We implemented a systematic, peer-reviewed three-step search strategy in line with the framework developed by the Joanna Briggs Institute and in consultation with a health sciences librarian. The process began with a preliminary search in PubMed to find key articles relevant to the three components of the research question: usability, DHTs, and MS. Using these articles, a list of keywords was developed for the search strategy, and the syntax was modified such that it could be applied to the other databases. The systematic search was then run in five databases: Web of Science, OVID Medline, CINAHL, Embase, and medRxiv. Specific to the medRxiv search, only the MS search component was used. An example of the search terms used in Medline can be found in Supplementary Fig. 2.

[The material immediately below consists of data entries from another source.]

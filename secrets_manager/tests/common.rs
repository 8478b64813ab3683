//! Shared fixture for the end-to-end tests: a full stack (engine, factory,
//! master key storage, provider, codec, key manager) rooted in one
//! temporary directory, so fresh managers over the same directory see the
//! same master keys and keyring artifacts.

#![allow(dead_code)]

use std::sync::Arc;

use tempfile::TempDir;

use secrets_manager::application::services::{KeyManager, MasterKeyProvider, SecretManager};
use secrets_manager::domain::{
    EncryptionEngine, Key, KeyConfig, KeyFactory, KeyStorage, KeyType, SecretsManagerError, VaultStorage,
};
use secrets_manager::infrastructure::adapters::{RustCryptoEngine, RustCryptoKeyFactory};
use secrets_manager::infrastructure::repositories::FileKeyStorage;
use secrets_manager::infrastructure::services::{KeyringCodec, KeyringPaths};

pub fn engine() -> Arc<dyn EncryptionEngine> {
    Arc::new(RustCryptoEngine::new())
}

pub fn factory() -> Arc<dyn KeyFactory> {
    Arc::new(RustCryptoKeyFactory::new())
}

/// Seeds the master key set (encryption key + signature pair) once per
/// directory; repeat calls overwrite with fresh keys, so call it once.
pub fn seed_master_keys(dir: &TempDir) {
    let _ = tracing_subscriber::fmt().with_test_writer().try_init();
    let factory = factory();
    let storage = FileKeyStorage::new(dir.path().join("master"));
    let encryption = factory
        .generate(&KeyConfig::new(KeyType::SymmetricEncryptionKey))
        .expect("generate master encryption key");
    storage.save("encryption", &encryption).expect("save master encryption key");
    let pair = factory
        .generate(&KeyConfig::new(KeyType::AsymmetricSignatureKeyPair))
        .expect("generate master signature pair");
    storage.save("signature_key_pair", &pair).expect("save master signature pair");
}

/// Builds a key manager over the directory's master keys and keyring
/// artifacts. Every call yields an independent manager with an empty
/// in-memory state, as a fresh process would.
pub fn key_manager(dir: &TempDir) -> KeyManager {
    let engine = engine();
    let factory = factory();
    let storage = FileKeyStorage::new(dir.path().join("master"));
    let provider = MasterKeyProvider::load(&storage, factory.as_ref()).expect("load master keys");
    let codec = KeyringCodec::new(Arc::clone(&engine), KeyringPaths::for_name(dir.path(), "primary"));
    KeyManager::new(engine, factory, provider, codec)
}

/// A fresh secret manager over the directory, bound to `vault` and
/// the supplied session key, with its keyring loaded from disk.
pub fn loaded_secret_manager(
    dir: &TempDir,
    vault: &str,
    auth_key: &Key,
    storage: Arc<dyn VaultStorage>,
) -> Result<SecretManager, SecretsManagerError> {
    let mut manager = key_manager(dir);
    manager.load_keyring(auth_key)?;
    Ok(SecretManager::new(manager, storage, auth_key.clone(), vault))
}

pub fn generate_auth_key() -> Key {
    factory()
        .generate(&KeyConfig::new(KeyType::SymmetricAuthenticationKey))
        .expect("generate authentication key")
}
impl KeyManager {
    pub fn new(
        engine: Arc<dyn EncryptionEngine>,
        factory: Arc<dyn KeyFactory>,
        provider: MasterKeyProvider,
        codec: KeyringCodec,
    ) -> Self {
        Self {
            engine,
            factory,
            provider,
            codec,
            keyring: None,
        }
    }

    pub fn is_loaded(&self) -> bool {
        self.keyring.is_some()
    }

    /// Identity of the in-memory keyring, if one is loaded.
    pub fn keyring_id(&self) -> Option<&str> {
        self.keyring.as_ref().map(Keyring::unique_id)
    }

    /// Creates a fresh keyring authorized for exactly one session key.
    ///
    /// When no key is supplied a new symmetric authentication key is
    /// generated; either way the session key is returned to the caller,
    /// who must keep it to operate the keyring.
    pub fn new_keyring(&mut self, auth_key: Option<Key>) -> Result<Key, SecretsManagerError> {
        if self.keyring.is_some() {
            return Err(SecretsManagerError::KeyringAlreadyLoaded(
                "a keyring is already in memory".to_string(),
            ));
        }
        let auth_key = match auth_key {
            Some(key) => {
                request_validator::ensure_authentication_key(&key)?;
                key
            }
            None => self
                .factory
                .generate(&KeyConfig::new(KeyType::SymmetricAuthenticationKey))?,
        };

        let mut keyring = Keyring::new();
        let mac = self.engine.authenticate(keyring.unique_id().as_bytes(), &auth_key)?;
        keyring.add_auth(mac);
        debug!(unique_id_len = keyring.unique_id().len(), "new keyring created");
        self.keyring = Some(keyring);
        Ok(auth_key)
    }

    /// Loads the persisted keyring and unlocks it for this session.
    pub fn load_keyring(&mut self, auth_key: &Key) -> Result<(), SecretsManagerError> {
        if self.keyring.is_some() {
            return Err(SecretsManagerError::KeyringAlreadyLoaded(
                "a keyring is already in memory".to_string(),
            ));
        }
        let mut keyring = self.codec.load(
            auth_key,
            self.provider.encryption_key(),
            self.provider.signature_public_key(),
        )?;
        let mac = self.engine.authenticate(keyring.unique_id().as_bytes(), auth_key)?;
        keyring.unlock(&mac)?;
        self.keyring = Some(keyring);
        Ok(())
    }

    /// Persists the keyring, restoring its pre-save lock state afterwards.
    pub fn save_keyring(&mut self, auth_key: &Key) -> Result<(), SecretsManagerError> {
        let keyring = self
            .keyring
            .as_mut()
            .ok_or_else(|| SecretsManagerError::KeyringNotFound("no keyring in memory to save".to_string()))?;
        let was_locked = keyring.is_locked();

        self.codec.save(
            keyring,
            auth_key,
            self.provider.encryption_key(),
            self.provider.signature_secret_key(),
        )?;

        if !was_locked {
            let mac = self.engine.authenticate(keyring.unique_id().as_bytes(), auth_key)?;
            keyring.unlock(&mac)?;
        }
        Ok(())
    }

    pub fn lock_keyring(&mut self, auth_key: &Key) -> Result<(), SecretsManagerError> {
        let mac = self.session_mac(auth_key)?;
        self.keyring_mut()?.lock(&mac)
    }

    pub fn unlock_keyring(&mut self, auth_key: &Key) -> Result<(), SecretsManagerError> {
        let mac = self.session_mac(auth_key)?;
        self.keyring_mut()?.unlock(&mac)
    }

    /// Adds a key under `(vault, name)`; silent no-op while locked.
    pub fn add_key(&mut self, vault: &str, name: &str, key: Key) -> Result<(), SecretsManagerError> {
        self.keyring_mut()?.add_key(vault, name, key);
        Ok(())
    }

    /// Looks up a key; `None` while locked or when absent.
    pub fn get_key(&self, vault: &str, name: &str) -> Result<Option<Key>, SecretsManagerError> {
        Ok(self.keyring_ref()?.get_key(vault, name).cloned())
    }

    /// Generates a key from the config and stores it on the keyring.
    ///
    /// The generated key is returned even when the keyring is locked and
    /// the store was a no-op, mirroring the silent-mutation invariant.
    pub fn new_key(&mut self, vault: &str, name: &str, config: &KeyConfig) -> Result<Key, SecretsManagerError> {
        let key = self.factory.generate(config)?;
        self.keyring_mut()?.add_key(vault, name, key.clone());
        Ok(key)
    }

    /// Stores a metadata value; silent no-op while locked.
    pub fn add_metadata(&mut self, vault: &str, name: &str, value: Vec<u8>) -> Result<(), SecretsManagerError> {
        self.keyring_mut()?.add_metadata(vault, name, value);
        Ok(())
    }

    /// Looks up a metadata value; `None` while locked or when absent.
    pub fn get_metadata(&self, vault: &str, name: &str) -> Result<Option<Vec<u8>>, SecretsManagerError> {
        Ok(self.keyring_ref()?.get_metadata(vault, name).map(<[u8]>::to_vec))
    }

    /// Removes a vault and everything in it; silent no-op while locked.
    pub fn flush_vault(&mut self, vault: &str) -> Result<(), SecretsManagerError> {
        self.keyring_mut()?.flush_vault(vault);
        Ok(())
    }

    /// Regenerates the named keys (default: the vault's KMS key) in place.
    ///
    /// Each replacement preserves the old key's type and version; the
    /// adapter stays the factory's own. On any failure every
    /// already-rotated entry is restored from the pre-loop snapshot and
    /// the operation reports `RotationFailed`.
    pub fn rotate_keys(&mut self, vault: &str, names: Option<&[&str]>) -> Result<bool, SecretsManagerError> {
        let keyring = self
            .keyring
            .as_mut()
            .ok_or_else(|| SecretsManagerError::KeyringNotFound("no keyring in memory".to_string()))?;
        if keyring.is_locked() {
            return Err(SecretsManagerError::rotation_failed("keyring is locked"));
        }

        let names: Vec<&str> = match names {
            Some(names) => names.to_vec(),
            None => DEFAULT_ROTATION_KEYS.to_vec(),
        };
        let snapshot: Vec<(String, Option<Key>)> = names
            .iter()
            .map(|name| (name.to_string(), keyring.get_key(vault, name).cloned()))
            .collect();

        for name in &names {
            let old = match keyring.get_key(vault, name) {
                Some(key) => key.clone(),
                None => {
                    Self::restore_entries(keyring, vault, &snapshot);
                    return Err(SecretsManagerError::rotation_failed(format!(
                        "key '{}' is absent from vault '{}'",
                        name, vault
                    )));
                }
            };
            let config = KeyConfig::new(old.key_type()).with_version(old.version().to_string());
            match self.factory.generate(&config) {
                Ok(fresh) => keyring.add_key(vault, name, fresh),
                Err(e) => {
                    warn!(vault, name, error = %e, "key rotation failed, rolling back");
                    Self::restore_entries(keyring, vault, &snapshot);
                    return Err(SecretsManagerError::rotation_failed(format!(
                        "regenerating '{}' in vault '{}': {}",
                        name, vault, e
                    )));
                }
            }
        }
        debug!(vault, rotated = names.len(), "keys rotated");
        Ok(true)
    }

    fn restore_entries(keyring: &mut Keyring, vault: &str, snapshot: &[(String, Option<Key>)]) {
        for (name, entry) in snapshot {
            match entry {
                Some(key) => keyring.add_key(vault, name, key.clone()),
                None => keyring.remove_key(vault, name),
            }
        }
    }

    fn session_mac(&self, auth_key: &Key) -> Result<Vec<u8>, SecretsManagerError> {
        let keyring = self.keyring_ref()?;
        self.engine.authenticate(keyring.unique_id().as_bytes(), auth_key)
    }

    fn keyring_ref(&self) -> Result<&Keyring, SecretsManagerError> {
        self.keyring
            .as_ref()
            .ok_or_else(|| SecretsManagerError::KeyringNotFound("no keyring in memory".to_string()))
    }

    fn keyring_mut(&mut self) -> Result<&mut Keyring, SecretsManagerError> {
        self.keyring
            .as_mut()
            .ok_or_else(|| SecretsManagerError::KeyringNotFound("no keyring in memory".to_string()))
    }

    /// Deep copy of the in-memory keyring for rotation rollback.
    pub(crate) fn keyring_snapshot(&self) -> Option<Keyring> {
        self.keyring.clone()
    }

    /// Restores a snapshot taken before a failed multi-step operation.
    pub(crate) fn restore_keyring(&mut self, snapshot: Keyring) {
        self.keyring = Some(snapshot);
    }

    pub(crate) fn engine(&self) -> &Arc<dyn EncryptionEngine> {
        &self.engine
    }

    pub(crate) fn factory(&self) -> &Arc<dyn KeyFactory> {
        &self.factory
    }
}

#[cfg(test)]
mod tests {
    use super::*;
    use crate::infrastructure::adapters::engine::RustCryptoEngine;
    use crate::infrastructure::adapters::key_factory::RustCryptoKeyFactory;
    use crate::infrastructure::repositories::key_storage::FileKeyStorage;
    use crate::infrastructure::services::keyring_codec::KeyringPaths;
    use secrets_manager_domain::KeyStorage;
    use tempfile::TempDir;

    fn manager_in(dir: &TempDir) -> KeyManager {
        let engine: Arc<dyn EncryptionEngine> = Arc::new(RustCryptoEngine::new());
        let factory: Arc<dyn KeyFactory> = Arc::new(RustCryptoKeyFactory::new());

        let storage = FileKeyStorage::new(dir.path().join("master"));
        let encryption = factory
            .generate(&KeyConfig::new(KeyType::SymmetricEncryptionKey))
            .unwrap();
        storage.save("encryption", &encryption).unwrap();
        let pair = factory
            .generate(&KeyConfig::new(KeyType::AsymmetricSignatureKeyPair))
            .unwrap();
        storage.save("signature_key_pair", &pair).unwrap();

        let provider = MasterKeyProvider::load(&storage, factory.as_ref()).unwrap();
        let codec = KeyringCodec::new(Arc::clone(&engine), KeyringPaths::for_name(dir.path(), "primary"));
        KeyManager::new(engine, factory, provider, codec)
    }

    /// Tests keyring creation.
    ///
    /// Validates that:
    /// - The new keyring has a 64-character identity and one MAC
    /// - The returned session key is an authentication key
    /// - A second creation is refused while one is in memory
    #[test]
    fn test_new_keyring() {
        let dir = TempDir::new().unwrap();
        let mut manager = manager_in(&dir);

        let auth = manager.new_keyring(None).unwrap();
        assert_eq!(auth.key_type(), KeyType::SymmetricAuthenticationKey);
        assert_eq!(manager.keyring_id().unwrap().len(), 64);

        let err = manager.new_keyring(None).unwrap_err();
        assert!(matches!(err, SecretsManagerError::KeyringAlreadyLoaded(_)));
    }

    /// Tests that a supplied non-authentication key is rejected.
    #[test]
    fn test_new_keyring_rejects_wrong_key_type() {
        let dir = TempDir::new().unwrap();
        let mut manager = manager_in(&dir);
        let wrong = RustCryptoKeyFactory::new()
            .generate(&KeyConfig::new(KeyType::SymmetricEncryptionKey))
            .unwrap();
        let err = manager.new_keyring(Some(wrong)).unwrap_err();
        assert!(matches!(err, SecretsManagerError::InvalidAuthenticationKey(_)));
    }

    /// Tests save and load through fresh managers.
    ///
    /// Validates that:
    /// - Keys and metadata survive persistence
    /// - load into a non-empty manager is KeyringAlreadyLoaded
    /// - Operations without a keyring report KeyringNotFound
    #[test]
    fn test_save_load_round_trip() {
        let dir = TempDir::new().unwrap();
        let mut manager = manager_in(&dir);

        assert!(matches!(
            manager.get_key("my_secrets", "encryption_key").unwrap_err(),
            SecretsManagerError::KeyringNotFound(_)
        ));

        let auth = manager.new_keyring(None).unwrap();
        let key = Key::new("90".repeat(32), KeyType::SymmetricEncryptionKey, "rust_crypto", "1").unwrap();
        manager.add_key("my_secrets", "encryption_key", key.clone()).unwrap();
        manager
            .add_metadata("my_secrets", "access_pin", b"12345".to_vec())
            .unwrap();
        manager.save_keyring(&auth).unwrap();

        // The save restored the unlocked state for continued use.
        assert_eq!(manager.get_key("my_secrets", "encryption_key").unwrap(), Some(key.clone()));

        let mut fresh = manager_in(&dir);
        fresh.load_keyring(&auth).unwrap();
        assert_eq!(fresh.get_key("my_secrets", "encryption_key").unwrap(), Some(key));
        assert_eq!(
            fresh.get_metadata("my_secrets", "access_pin").unwrap(),
            Some(b"12345".to_vec())
        );

        let err = fresh.load_keyring(&auth).unwrap_err();
        assert!(matches!(err, SecretsManagerError::KeyringAlreadyLoaded(_)));
    }

    /// Tests the locked-write behavior through the manager surface.
    #[test]
    fn test_locked_manager_mutations() {
        let dir = TempDir::new().unwrap();
        let mut manager = manager_in(&dir);
        let auth = manager.new_keyring(None).unwrap();
        let key = Key::new("ab".repeat(32), KeyType::SymmetricEncryptionKey, "rust_crypto", "1").unwrap();

        manager.lock_keyring(&auth).unwrap();
        manager.add_key("my_secrets", "public_key", key.clone()).unwrap();
        assert_eq!(manager.get_key("my_secrets", "public_key").unwrap(), None);

        manager.unlock_keyring(&auth).unwrap();
        manager.add_key("my_secrets", "public_key", key.clone()).unwrap();
        assert_eq!(manager.get_key("my_secrets", "public_key").unwrap(), Some(key));
    }

    /// Tests key rotation and its rollback.
    ///
    /// Validates that:
    /// - Rotation replaces material but preserves type and version
    /// - Rotating an absent key rolls back and reports RotationFailed
    /// - Rotation on a locked keyring is refused
    #[test]
    fn test_rotate_keys() {
        let dir = TempDir::new().unwrap();
        let mut manager = manager_in(&dir);
        let auth = manager.new_keyring(None).unwrap();

        let kms = manager
            .new_key("classified", "kms_key", &KeyConfig::new(KeyType::SymmetricEncryptionKey))
            .unwrap();
        assert!(manager.rotate_keys("classified", None).unwrap());
        let rotated = manager.get_key("classified", "kms_key").unwrap().unwrap();
        assert_eq!(rotated.key_type(), kms.key_type());
        assert_ne!(rotated, kms);

        let before = manager.get_key("classified", "kms_key").unwrap();
        let err = manager
            .rotate_keys("classified", Some(&["kms_key", "missing_key"]))
            .unwrap_err();
        assert!(matches!(err, SecretsManagerError::RotationFailed(_)));
        assert_eq!(manager.get_key("classified", "kms_key").unwrap(), before);

        manager.lock_keyring(&auth).unwrap();
        let err = manager.rotate_keys("classified", None).unwrap_err();
        assert!(matches!(err, SecretsManagerError::RotationFailed(_)));
    }
}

Selection of Sources of Evidence

All results were uploaded to Covidence (Veritas Health Innovation, Melbourne, Australia) to facilitate de-duplication, screening of titles and abstracts, full-text review, and extraction. Titles and abstract screening were pilot-tested by two reviewers on a random sample of 10 studies before screening. Following pilot testing, all authors were involved in both screening phases, with two independent reviewers examining each article. When reviewers disagreed about the inclusion status of a citation, another reviewer examined the citation, and a three-way discussion was held to reach a consensus. Full texts for all potentially relevant articles were uploaded to Covidence for further screening by three independent reviewers. Discrepancies in the inclusion/exclusion of full-text studies were resolved during a consensus meeting. A manual search of reference lists from the full-text articles included was then performed to identify additional studies that met the inclusion criteria.

Data Charting Process

Data extraction was completed using the Covidence 2.0 customizable template with categories adapted from the Joanna Briggs Institute38. Extracted variables included study characteristics (authors, year of publication, country of origin, study design), participant characteristics (age, sex, disease duration, Expanded Disability Status Scale (EDSS), and MS phenotype), DHT information (name, type, purpose, implementation setting, stage of DHT development) and usability considerations (evaluation method, questionnaire type, and DHT evaluator). We piloted the template, which led to the inclusion of “not reported” options for several items and the addition of examples to some item definitions to enhance consistency and ease of use. Three independent reviewers performed data extraction. When reviewers disagreed about the inclusion status of a citation, another reviewer examined the citation, and a three-way discussion was held to reach a consensus.

Data analysis

Data synthesis was performed in Microsoft Excel (Microsoft Office, 2019). We calculated inter-rater agreement during title and abstract and full-text screening (before the consensus meeting) using Cohen’s Kappa. No formal measures of agreement were used during the data extraction because differences in capitalization and punctuation generated messages of inconsistency, even if the critical content was the same between reviewers. Our focus was on the synthesis of descriptive features of the studies relative to usability, not on a synthesis of actual study results. We used descriptive statistics (frequencies, median and ranges), with data presented graphically and in tabular format as appropriate. We generated descriptive summaries of study characteristics (i.e., frequency/distribution of publication year, country in which the study was conducted, study design), participant characteristics (mean/median age, disease duration, and Expanded Disability Status Scale (EDSS), and frequency/distribution of sex, and MS phenotype), DHTs included in the literature (frequency/distribution of type, implementation setting, stage of DHT development), and usability considerations (frequency/distribution of usability characteristics, testing methods, and usability evaluator).

Reporting summary

Further information on research design is available in the Nature Research Reporting Summary linked to this article.